It is also possible to set the connection string to ``None``. In this case DAL will not connect to any back-end database, but the API can still be accessed for testing. Examples of this will be discussed in Chapter 7.
#### Connection pooling
``connection pooling``:inxx
The second argument of the DAL constructor is the ``pool_size``; it defaults to 0.
As it is rather slow to establish a new database connection for each request, web2py implements a mechanism for connection pooling. Once a connection is established and the page has been served and the transaction completed, the connection is not closed but goes into a pool. When the next http request arrives, web2py tries to obtain a connection from the pool and use that for the new transaction. If there are no available connections in the pool, a new connection is established.
The ``pool_size`` parameter is ignored by SQLite and Google App Engine.

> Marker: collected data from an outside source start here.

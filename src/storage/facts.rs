//! Append-only log of permanent facts

use super::database::{Database, Journal, StoreError};
use rusqlite::params;
use std::path::Path;

const MIGRATIONS: &[&str] = &[r#"
    CREATE TABLE permanent_facts (
        id INTEGER PRIMARY KEY AUTOINCREMENT,
        fact TEXT NOT NULL,
        created_at TEXT NOT NULL
    );
    "#];

/// Durable store behind `remember:`
///
/// Facts are only ever inserted; there is no update or delete path.
pub struct FactStore {
    db: Database,
}

impl FactStore {
    pub fn open(path: &Path) -> Result<Self, StoreError> {
        Ok(Self {
            db: Database::open(path, MIGRATIONS, Journal::Wal)?,
        })
    }

    /// Append one fact; returns its sequence number
    pub fn append(&self, fact: &str) -> Result<i64, StoreError> {
        let conn = self.db.get_conn()?;
        conn.execute(
            "INSERT INTO permanent_facts (fact, created_at) VALUES (?1, ?2)",
            params![fact, chrono::Utc::now().to_rfc3339()],
        )?;
        Ok(conn.last_insert_rowid())
    }

    /// All facts in insertion order
    pub fn load_all(&self) -> Result<Vec<String>, StoreError> {
        let conn = self.db.get_conn()?;
        let mut stmt = conn.prepare("SELECT fact FROM permanent_facts ORDER BY id")?;
        let facts = stmt
            .query_map([], |row| row.get::<_, String>(0))?
            .collect::<Result<Vec<_>, _>>()?;
        Ok(facts)
    }

    pub fn len(&self) -> Result<usize, StoreError> {
        self.db.count("permanent_facts")
    }

    pub fn is_empty(&self) -> Result<bool, StoreError> {
        Ok(self.len()? == 0)
    }
}

#[cfg(test)]
mod tests {
    use super::*;
    use tempfile::TempDir;

    #[test]
    fn test_facts_survive_reopen_in_order() {
        let temp = TempDir::new().unwrap();
        let path = temp.path().join("facts.sqlite");

        {
            let store = FactStore::open(&path).unwrap();
            assert!(store.is_empty().unwrap());
            store.append("Client is the landlord").unwrap();
            store.append("Lease signed 2019-03-01").unwrap();
        }

        let store = FactStore::open(&path).unwrap();
        assert_eq!(
            store.load_all().unwrap(),
            vec!["Client is the landlord", "Lease signed 2019-03-01"]
        );
        assert_eq!(store.len().unwrap(), 2);
    }

    #[test]
    fn test_duplicates_are_kept() {
        let temp = TempDir::new().unwrap();
        let store = FactStore::open(&temp.path().join("facts.sqlite")).unwrap();
        let first = store.append("same").unwrap();
        let second = store.append("same").unwrap();
        assert!(second > first);
        assert_eq!(store.load_all().unwrap().len(), 2);
    }
}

Connections in the pools are shared sequentially among threads, in the sense that they may be used by two different but not simultaneous threads. There is only one pool for each web2py process.
When web2py starts, the pool is always empty. The pool grows up to the minimum between the value of ``pool_size`` and the max number of concurrent requests. This means that if ``pool_size=10`` but our server never receives more than 5 concurrent requests, then the actual pool size will only grow to 5. If ``pool_size=0`` then connection pooling is not used.

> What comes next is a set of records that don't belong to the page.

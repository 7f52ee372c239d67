//! Reserved-prefix commands typed into the conversation

use crate::grounding::EvidenceTag;

/// What a line of user input asks for
#[derive(Debug, Clone, PartialEq, Eq)]
pub enum Command {
    /// `remember: <fact>`, kept across sessions
    Remember(String),
    /// `memo: <fact>`, kept for this session
    Memo(String),
    /// `role: <persona>`; an empty persona clears it
    Persona(Option<String>),
    /// `show snippet [#n]`
    ShowSnippet(EvidenceTag),
    /// Anything else
    Query(String),
    /// A reserved prefix with nothing usable after it
    Invalid(String),
}

impl Command {
    /// Prefixes are matched case-insensitively; the payload is everything
    /// after the first colon, trimmed
    pub fn parse(input: &str) -> Self {
        let text = input.trim();
        let lower = text.to_lowercase();

        if let Some(payload) = prefixed(text, &lower, "remember:") {
            return match payload {
                "" => Self::Invalid("Nothing to remember after 'remember:'".to_string()),
                fact => Self::Remember(fact.to_string()),
            };
        }

        if let Some(payload) = prefixed(text, &lower, "memo:") {
            return match payload {
                "" => Self::Invalid("Nothing to note after 'memo:'".to_string()),
                fact => Self::Memo(fact.to_string()),
            };
        }

        if let Some(payload) = prefixed(text, &lower, "role:") {
            return Self::Persona(Some(payload.to_string()).filter(|p| !p.is_empty()));
        }

        if let Some(rest) = lower
            .strip_prefix("show snippet")
            .filter(|rest| rest.is_empty() || rest.starts_with([' ', '\t', '#', '[']))
        {
            return match EvidenceTag::parse(rest) {
                Some(tag) => Self::ShowSnippet(tag),
                None => Self::Invalid(format!("Unknown snippet tag: {}", rest.trim())),
            };
        }

        Self::Query(text.to_string())
    }
}

fn prefixed<'a>(text: &'a str, lower: &str, prefix: &str) -> Option<&'a str> {
    if !lower.starts_with(prefix) {
        return None;
    }
    text.split_once(':').map(|(_, payload)| payload.trim())
}

#[cfg(test)]
mod tests {
    use super::*;

    #[test]
    fn test_prefixes_case_insensitive() {
        assert_eq!(
            Command::parse("Remember: I study at LSE"),
            Command::Remember("I study at LSE".to_string())
        );
        assert_eq!(
            Command::parse("MEMO:the exam is on June 5"),
            Command::Memo("the exam is on June 5".to_string())
        );
        assert_eq!(
            Command::parse("role: a strict examiner"),
            Command::Persona(Some("a strict examiner".to_string()))
        );
    }

    #[test]
    fn test_payload_splits_at_first_colon() {
        assert_eq!(
            Command::parse("memo: meeting at 10:30"),
            Command::Memo("meeting at 10:30".to_string())
        );
    }

    #[test]
    fn test_empty_payloads() {
        assert!(matches!(Command::parse("remember:"), Command::Invalid(_)));
        assert!(matches!(Command::parse("memo:   "), Command::Invalid(_)));
        assert_eq!(Command::parse("role:"), Command::Persona(None));
    }

    #[test]
    fn test_show_snippet() {
        assert_eq!(
            Command::parse("show snippet [#2]"),
            Command::ShowSnippet(EvidenceTag::Document(2))
        );
        assert_eq!(
            Command::parse("Show snippet #U1"),
            Command::ShowSnippet(EvidenceTag::User(1))
        );
        assert_eq!(
            Command::parse("show snippet#U2"),
            Command::ShowSnippet(EvidenceTag::User(2))
        );
        assert!(matches!(Command::parse("show snippet"), Command::Invalid(_)));
    }

    #[test]
    fn test_everything_else_is_a_query() {
        assert_eq!(
            Command::parse("  what is a duty of care?  "),
            Command::Query("what is a duty of care?".to_string())
        );
        assert_eq!(
            Command::parse("show snippets about consideration"),
            Command::Query("show snippets about consideration".to_string())
        );
        assert_eq!(
            Command::parse("remembering: is not a prefix"),
            Command::Query("remembering: is not a prefix".to_string())
        );
    }
}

For supported back-ends you may also specify if you would like to check against
``
check_reserved=['postgres', 'postgres_nonreserved']
``:code
The following database backends support reserved words checking.
-----
**PostgreSQL** | ``postgres(_nonreserved)``
**MySQL** | ``mysql``
**FireBird** | ``firebird(_nonreserved)``
**MSSQL** | ``mssql``
**Oracle** | ``oracle``
-----
### ``DAL``, ``Table``, ``Field``
The best way to understand the DAL API is to try each function yourself. This can be done interactively via the web2py shell, although ultimately, DAL code goes in the models and controllers.

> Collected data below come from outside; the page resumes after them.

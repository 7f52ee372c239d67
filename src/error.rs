use std::path::PathBuf;
use thiserror::Error;

use crate::grounding::ModelError;
use crate::index::IndexError;
use crate::ingest::IngestionError;
use crate::storage::StoreError;

/// Main error type for lexground
#[derive(Error, Debug)]
pub enum LexgroundError {
    /// Configuration related errors
    #[error("Configuration error: {0}")]
    Config(String),

    /// Configuration validation errors
    #[error("Configuration validation failed: {errors:?}")]
    ConfigValidation { errors: Vec<ValidationError> },

    /// Configuration file not found
    #[error("Configuration file not found: {path}")]
    ConfigNotFound { path: PathBuf },

    /// Invalid configuration value
    #[error("Invalid configuration value at {path}: {message}")]
    InvalidConfigValue { path: String, message: String },

    /// A file could not be turned into documents
    #[error(transparent)]
    Ingestion(#[from] IngestionError),

    /// Corpus index build, load or update failed
    #[error(transparent)]
    Index(#[from] IndexError),

    /// The language model call failed or timed out
    #[error(transparent)]
    ModelCall(#[from] ModelError),

    /// IO errors
    #[error("IO error: {context}: {source}")]
    Io {
        source: std::io::Error,
        context: String,
    },

    /// TOML deserialization errors
    #[error("TOML error: {0}")]
    Toml(#[from] toml::de::Error),

    /// TOML serialization errors
    #[error("TOML serialization error: {0}")]
    TomlSerialization(#[from] toml::ser::Error),

    /// JSON errors
    #[error("JSON error: {context}: {source}")]
    Json {
        source: serde_json::Error,
        context: String,
    },

    /// Database errors
    #[error("Database error: {0}")]
    Database(#[from] StoreError),

    /// Generic errors
    #[error(transparent)]
    Other(#[from] anyhow::Error),
}

impl LexgroundError {
    /// Whether the caller may reasonably retry the same turn
    pub fn is_retryable(&self) -> bool {
        match self {
            Self::ModelCall(e) => e.is_retryable(),
            _ => false,
        }
    }
}

/// Configuration validation error
#[derive(Debug, Clone)]
pub struct ValidationError {
    /// Path to the configuration key that failed validation
    pub path: String,
    /// Error message describing the validation failure
    pub message: String,
}

impl ValidationError {
    pub fn new(path: impl Into<String>, message: impl Into<String>) -> Self {
        Self {
            path: path.into(),
            message: message.into(),
        }
    }
}

/// Result type for lexground operations
pub type Result<T> = std::result::Result<T, LexgroundError>;
//! Corpus index: chunk store plus dense vector search
//!
//! Built once from the corpus, persisted to SQLite (chunks, vectors, build
//! metadata) and reloaded on later starts without re-embedding. Documents
//! uploaded during a session are added in memory only and never reach the
//! persisted file.

mod shared;
mod store;

pub use shared::{AddReport, SharedCorpus};
pub use store::{IndexMeta, IndexStore, StoredChunk};

use crate::chunking::Chunk;
use crate::config::Config;
use crate::embedding::{
    BatchItem, BatchProcessor, EmbeddingError, EmbeddingProvider, KeywordIndexError, VectorIndex,
    VectorIndexError,
};
use crate::retrieval::ScoredChunk;
use crate::storage::{Journal, StoreError};
use std::collections::{BTreeMap, BTreeSet};
use std::path::{Path, PathBuf};
use std::sync::Arc;
use thiserror::Error;

#[derive(Error, Debug)]
pub enum IndexError {
    #[error("Index store error: {0}")]
    Store(#[from] StoreError),

    #[error("Embedding failed: {0}")]
    Embedding(#[from] EmbeddingError),

    #[error("Vector index error: {0}")]
    Vector(#[from] VectorIndexError),

    #[error("Keyword index error: {0}")]
    Keyword(#[from] KeywordIndexError),

    #[error(
        "Index was built with embedding model '{stored}' but '{configured}' is configured; run `lexground index rebuild`"
    )]
    ModelMismatch { stored: String, configured: String },

    #[error("Index is corrupt: {0}")]
    Corrupt(String),

    #[error("Index task failed: {0}")]
    Task(String),

    #[error("IO error: {context}: {source}")]
    Io {
        source: std::io::Error,
        context: String,
    },
}

/// Freshness of the persisted index relative to the corpus directory
#[derive(Debug, Clone, PartialEq, Eq)]
pub enum IndexStatus {
    /// No index file
    Missing,
    /// Built from the current corpus with the configured model
    Fresh { chunks: usize, built_at: String },
    /// Corpus files changed since the build
    Stale { chunks: usize, built_at: String },
    /// Built with a different embedding model
    ModelChanged { stored: String },
}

Start by creating a connection. For the sake of example, you can use SQLite. Nothing in this discussion changes when you change the back-end engine.
``
>>> db = DAL('sqlite://storage.db')
``:code
The database is now connected and the connection is stored in the global variable ``db``.
At any time you can retrieve the connection string.
``_uri``:inxx
``
>>> print db._uri
sqlite://storage.db
``:code
and the database name
``_dbname``:inxx
``
>>> print db._dbname
sqlite
``:code
or even more complex ones using a function:
``
>>> db.define_table('person', Field('name'),
format=lambda r: r.name or 'anonymous')
``:code
The format attribute will be used for two purposes:
- To represent referenced records in select/option drop-downs.
- To set the ``db.othertable.person.represent`` attribute for all fields referencing this table. This means that SQLTABLE will not show references by id but will use the format preferred representation instead.
``Field constructor``:inxx
These are the default values of a Field constructor:
``
Field(name, 'string', length=None, default=None,
required=False, requires='<default>',
ondelete='CASCADE', notnull=False, unique=False,
uploadfield=True, widget=None, label=None, comment=None,
writable=True, readable=True, update=None, authorize=None,
autodelete=False, represent=None, compute=None,
uploadfolder=os.path.join(request.folder,'uploads'),
uploadseparate=None,uploadfs=None)
``:code
Not all of them are relevant for every field. "length" is relevant only for fields of type "string". "uploadfield" and "authorize" are relevant only for fields of type "upload". "ondelete" is relevant only for fields of type "reference" and "upload".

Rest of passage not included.